_What this task involves_: What lines of the data hold the string "dimms"? Pull each one out.

Dataset entries
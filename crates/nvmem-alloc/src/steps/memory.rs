use crate::error::AllocationError;
use crate::layout::MemoryAllocationLayout;
use crate::request::MemoryAllocationRequest;
use crate::steps::{symmetric_share, LayoutStep};

/// Spreads memory-mode capacity evenly over the non-reserved modules.
pub struct MemoryModeStep;

impl LayoutStep for MemoryModeStep {
    fn name(&self) -> &'static str {
        "memory_mode"
    }

    fn execute(
        &self,
        request: &MemoryAllocationRequest,
        layout: &mut MemoryAllocationLayout,
    ) -> Result<(), AllocationError> {
        let requested = request.memory_mode_capacity_gib();
        let dimms = request.non_reserved_dimms();
        let mut remaining = requested;

        // Smaller modules fill first; keep going while the rest can take an equal share.
        while remaining > 0 {
            let (share, included) = symmetric_share(layout, &dimms, remaining);
            if share == 0 {
                break;
            }
            for dimm in included {
                layout.goal_mut(&dimm.uid).memory_size_gib += share;
                remaining -= share;
            }
        }

        layout.memory_capacity_gib = requested - remaining;
        if remaining > 0 {
            tracing::debug!(
                target: "nvmem.alloc",
                requested,
                placed = layout.memory_capacity_gib,
                "memory mode request not fully placed"
            );
        }
        Ok(())
    }
}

_Solution to the problem_:
        let dimms = request.non_reserved_dimms();
            let (share, included) = symmetric_share(layout, &dimms, remaining);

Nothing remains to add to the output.